Re: [PATCH RESEND 1/4] uaccess: Add user_read_access_begin/end and user_write_access_begin/end

From: Russell King - ARM Linux admin
Date: Fri Apr 03 2020 - 09:37:48 EST

Next message: Andrea Parri: "Re: [RFC PATCH 03/11] Drivers: hv: vmbus: Replace the per-CPU channel lists with a global array of channels"
Previous message: Johan Jonker: "[PATCH v2] dt-bindings: display: convert rockchip rk3066 hdmi bindings to yaml"
In reply to: Catalin Marinas: "Re: [PATCH RESEND 1/4] uaccess: Add user_read_access_begin/end and user_write_access_begin/end"
Next in thread: Al Viro: "Re: [PATCH RESEND 1/4] uaccess: Add user_read_access_begin/end and user_write_access_begin/end"
Messages sorted by: [ date ] [ thread ] [ subject ] [ author ]

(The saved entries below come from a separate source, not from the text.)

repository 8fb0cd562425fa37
pub mod config;
pub mod database;
pub mod error;
pub mod extractor;
pub mod middleware;
pub mod openapi;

On Fri, Apr 03, 2020 at 12:26:10PM +0100, Catalin Marinas wrote:
> On Fri, Apr 03, 2020 at 01:58:31AM +0100, Al Viro wrote:
> > On Thu, Apr 02, 2020 at 11:35:57AM -0700, Kees Cook wrote:
> > > Yup, I think it's a weakness of the ARM implementation and I'd like to
> > > not extend it further. AFAIK we should never nest, but I would not be
> > > surprised at all if we did.
> > >
> > > If we were looking at a design goal for all architectures, I'd like
> > > to be doing what the public PaX patchset did for their memory access
> > > switching, which is to alarm if calling into "enable" found the access
> > > already enabled, etc. Such a condition would show an unexpected nesting
> > > (like we've seen with similar constructs with set_fs() not getting reset
> > > during an exception handler, etc etc).
> >
> > FWIW, maybe I'm misreading the ARM uaccess logics, but... it smells like
> > KERNEL_DS is somewhat more dangerous there than on e.g. x86.
> >
> > Look: with CONFIG_CPU_DOMAINS, set_fs(KERNEL_DS) tells MMU to ignore
> > per-page permission bits in DOMAIN_KERNEL (i.e. for kernel address
> > ranges), allowing them even if they would normally be denied. We need
> > that for actual uaccess loads/stores, since those use insns that pretend
> > to be done in user mode and we want them to access the kernel pages.
> > But that affects the normal loads/stores as well; unless I'm misreading
> > that code, it will ignore (supervisor) r/o on a page. And that's not
> > just for the code inside the uaccess blocks; *everything* done under
> > KERNEL_DS is subject to that.
>
> That's correct. Luckily this only affects ARMv5 and earlier. From ARMv6
> onwards, CONFIG_CPU_USE_DOMAINS is no longer selected and the uaccess
> instructions are just plain ldr/str.
>
> Russell should know the details on whether there was much choice. Since
> the kernel was living in the linear map with full rwx permissions, the
> KERNEL_DS overriding was probably not a concern and the ldrt/strt for
> uaccess deemed more secure. We also have weird permission setting
> pre-ARMv6 (or rather v6k) where RO user pages are writable from the
> kernel with standard str instructions (breaking CoW). I don't recall
> whether it was a choice made by the kernel or something the architecture
> enforced. The vectors page has to be kernel writable (and user RO) to
> store the TLS value in the absence of a TLS register but maybe we could
> do this via the linear alias together with the appropriate cache
> maintenance.
>
> From ARMv6, the domain overriding had the side-effect of ignoring the XN
> bit and causing random instruction fetches from ioremap() areas. So we
> had to remove the domain switching. We also gained a dedicated TLS
> register.

Indeed. On pre-ARMv6, we have the following choices for protection
attributes:

Page tables Control Reg Privileged User
AP S,R permission permission
00 0,0 No access No access
00 1,0 Read-only No access
00 0,1 Read-only Read-only
00 1,1 Unpredictable Unpredictable
01 X,X Read/Write No access
10 X,X Read/Write Read-only
11 X,X Read/Write Read/Write

We use S,R=1,0 under Linux because this allows us to read-protect
kernel pages without making them visible to userspace. If we
changed to S,R=0,1, then we could have our read-only permissions
for both kernel and userspace, drop domain switching, and use the
plain LDR/STR instructions, but we then lose the ability to
write-protect module executable code and other parts of kernel
space without making them visible to userspace.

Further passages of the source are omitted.